In the film, Dench plays Old Deuteronomy, a wise old Jellicle who is usually played by a male actor on the stage. Critics were most alarmed by the special effects, some of which featured bloopers. That includes a scene where Dame Judi’s puss lacks a paw and instead her wedding ring is there on her human hand for all to see. Not that the esteemed actress has seen the movie yet nor has she read much about the harsh reaction. As she told the TV host, “I didn’t read anything about the response to it nor have I seen it.”
When she saw a picture of herself as a feline, who for some reason also wears a fur coat, she was surprised by how Deuteronomy turned out. “I thought I was playing a really kind of clapped out, mangy old cat who didn’t have much fur and was at the end of her life. I didn’t realize it was this wonderful show cat.”

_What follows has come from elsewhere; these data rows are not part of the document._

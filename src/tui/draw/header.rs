//! Header: spinner logo, profile title and subtitle, session marker, theme.

use ratatui::Frame;
use ratatui::layout::{Alignment, Constraint, Direction, Layout, Rect};
use ratatui::style::{Modifier, Style};
use ratatui::text::{Line, Span};
use ratatui::widgets::{Borders, Block, Paragraph};

use super::super::app::App;
use super::super::constants::{LOGO_IDLE, LOGO_THINKING};

/// Width for the right-hand status area (session marker and theme).
const STATUS_WIDTH: u16 = 24;

fn logo_symbol(app: &App) -> &'static str {
    match app.loading_since {
        Some(start) if app.is_loading() => {
            let frame = (start.elapsed().as_millis() as usize / 80) % LOGO_THINKING.len();
            LOGO_THINKING[frame]
        }
        _ => LOGO_IDLE,
    }
}

/// "new", "saved" or "unsaved" for the current conversation.
pub(crate) fn session_marker(app: &App) -> &'static str {
    let conv = &app.conversation;
    if conv.is_dirty() {
        "unsaved"
    } else if conv.id().is_some() {
        "saved"
    } else {
        "new"
    }
}

pub(crate) fn draw_header(f: &mut Frame, app: &mut App, area: Rect) {
    let palette = app.palette();
    let info = app.info();
    let block = Block::default()
        .borders(Borders::BOTTOM)
        .border_style(Style::default().fg(palette.border));
    let inner = block.inner(area);
    f.render_widget(block, area);

    let chunks = Layout::default()
        .direction(Direction::Horizontal)
        .constraints([Constraint::Min(0), Constraint::Length(STATUS_WIDTH)])
        .split(inner);

    let title = Line::from(vec![
        Span::styled(
            format!("{} ", logo_symbol(app)),
            Style::default().fg(palette.accent),
        ),
        Span::styled(
            info.title.clone(),
            Style::default()
                .fg(palette.strong)
                .add_modifier(Modifier::BOLD),
        ),
        Span::styled(
            format!("  {}", info.subtitle),
            Style::default().fg(palette.muted),
        ),
    ]);
    f.render_widget(Paragraph::new(title), chunks[0]);

    let theme_icon = match app.theme {
        crate::core::config::Theme::Light => "☀",
        crate::core::config::Theme::Dark => "☾",
    };
    let status = Line::from(vec![
        Span::styled(session_marker(app), Style::default().fg(palette.muted)),
        Span::styled(
            format!("  {} {}", theme_icon, app.theme),
            Style::default().fg(palette.accent),
        ),
    ]);
    f.render_widget(
        Paragraph::new(status).alignment(Alignment::Right),
        chunks[1],
    );
}
//! Build script: validates profiles.json at compile time.

use std::path::PathBuf;

fn main() {
    let manifest_dir =
        std::env::var("CARGO_MANIFEST_DIR").expect("CARGO_MANIFEST_DIR set by Cargo");
    let config_path: PathBuf = [&manifest_dir, "config", "profiles.json"].iter().collect();
    println!("cargo:rerun-if-changed={}", config_path.display());
    let json = std::fs::read_to_string(&config_path).unwrap_or_else(|e| {
        panic!(
            "Failed to read {}: {}. profiles.json must exist and be valid.",
            config_path.display(),
            e
        )
    });
    #[derive(serde::Deserialize)]
    #[allow(dead_code)]
    struct ProfileEntry {
        id: String,
        title: String,
        subtitle: String,
        welcome_heading: String,
        welcome_text: String,
        placeholder: String,
        loading_text: String,
        questions: Vec<String>,
    }
    let entries: Vec<ProfileEntry> = serde_json::from_str(&json).unwrap_or_else(|e| {
        panic!(
            "profiles.json is invalid JSON: {}. Fix the file and rebuild.",
            e
        )
    });
    for id in ["financial", "news"] {
        if !entries.iter().any(|e| e.id == id) {
            panic!("profiles.json is missing the \"{}\" profile", id);
        }
    }
}
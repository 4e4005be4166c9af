pub mod api;
pub mod app;
pub mod chart;
pub mod cli;
pub mod config;
pub mod history;
pub mod paths;
pub mod persistence;
pub mod plain;
pub mod profile;
pub mod reply;
pub mod session;
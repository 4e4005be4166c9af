//! Handler for main input (chat input, suggestions, scroll).

use crossterm::event::{KeyCode, KeyModifiers};
use std::sync::Arc;
use std::time::Instant;

use tokio::runtime::Runtime;

use crate::core::api::ChatClient;

use super::super::app::{App, ScrollPosition};
use super::super::constants;
use super::chat_spawn;
use super::{HandleResult, PendingChat};

/// Text to send on Enter: the typed input, or the selected suggestion on the welcome screen.
fn message_to_send(app: &App) -> Option<String> {
    let input = app.input.trim();
    if !input.is_empty() {
        return Some(input.to_string());
    }
    if app.is_welcome() {
        return app.selected_question().map(str::to_string);
    }
    None
}

/// Start a request for `app`'s pending message, if any.
fn submit(
    app: &mut App,
    client: &ChatClient,
    pending_chat: &mut Option<PendingChat>,
    rt: &Arc<Runtime>,
) {
    if pending_chat.is_some() {
        return;
    }
    let Some(text) = message_to_send(app) else {
        return;
    };
    let Some(message) = app.conversation.begin_send(&text) else {
        return;
    };
    app.input.clear();
    app.scroll = ScrollPosition::Bottom;
    app.loading_since = Some(Instant::now());
    *pending_chat = Some(chat_spawn::spawn_chat(
        rt,
        client.clone(),
        message,
        app.conversation.session_id().to_string(),
    ));
}

/// Handle main input keys (when no popup is open).
pub(crate) fn handle_main_input(
    key_code: KeyCode,
    key_modifiers: KeyModifiers,
    app: &mut App,
    client: &ChatClient,
    pending_chat: &mut Option<PendingChat>,
    rt: &Arc<Runtime>,
) -> HandleResult {
    match (key_code, key_modifiers) {
        (KeyCode::BackTab, _) | (KeyCode::Tab, KeyModifiers::SHIFT) => {
            app.select_prev_suggestion();
        }
        (KeyCode::Tab, _) => {
            app.select_next_suggestion();
        }
        (KeyCode::Enter, _) => submit(app, client, pending_chat, rt),
        (KeyCode::Backspace, _) => {
            app.input.pop();
        }
        (KeyCode::Up, _) => app.scroll_up(constants::SCROLL_LINES_SMALL),
        (KeyCode::Down, _) => app.scroll_down(constants::SCROLL_LINES_SMALL),
        (KeyCode::PageUp, _) => app.scroll_up(constants::SCROLL_LINES_PAGE),
        (KeyCode::PageDown, _) => app.scroll_down(constants::SCROLL_LINES_PAGE),
        (KeyCode::Home, KeyModifiers::CONTROL) => app.scroll = ScrollPosition::Line(0),
        (KeyCode::End, KeyModifiers::CONTROL) => app.scroll = ScrollPosition::Bottom,
        (KeyCode::Char(c), mods) => {
            // Ignore Alt+key and Ctrl+key: user likely intended a shortcut
            if !mods.intersects(KeyModifiers::ALT | KeyModifiers::CONTROL) {
                app.input.push(c);
            }
        }
        _ => {}
    }
    HandleResult::Continue
}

As for the news that she was up for such a dishonorable prize for her secondary role, she responded quite pleasantly: “Oh am I? As the worst supporting actor? That would be good. As far as I know, that’s a first. Very, very good.” That’s one classy way to brush off such negativity.
The one downside to the rather vicious notices aimed at director Tom Hooper‘s second attempt at a movie musical after 2012 hit “Les Miserables,” which is up for nine Razzies in total, is that Dench was somewhat hoping that her participation would make up for a past disappointment. She was supposed to play Jennyanydots as well as Grizabella, who sings “Memory,” in the original 1981 stage production in London’s West End. But then Dench went and snapped her achilles tendon, which required plaster. She tried to still perform as Grizabella, but ended up falling off the stage. And that was the end of that.
Given her response to her first-ever Razzie bid, maybe just being nominated would make for a pleasant memory after all.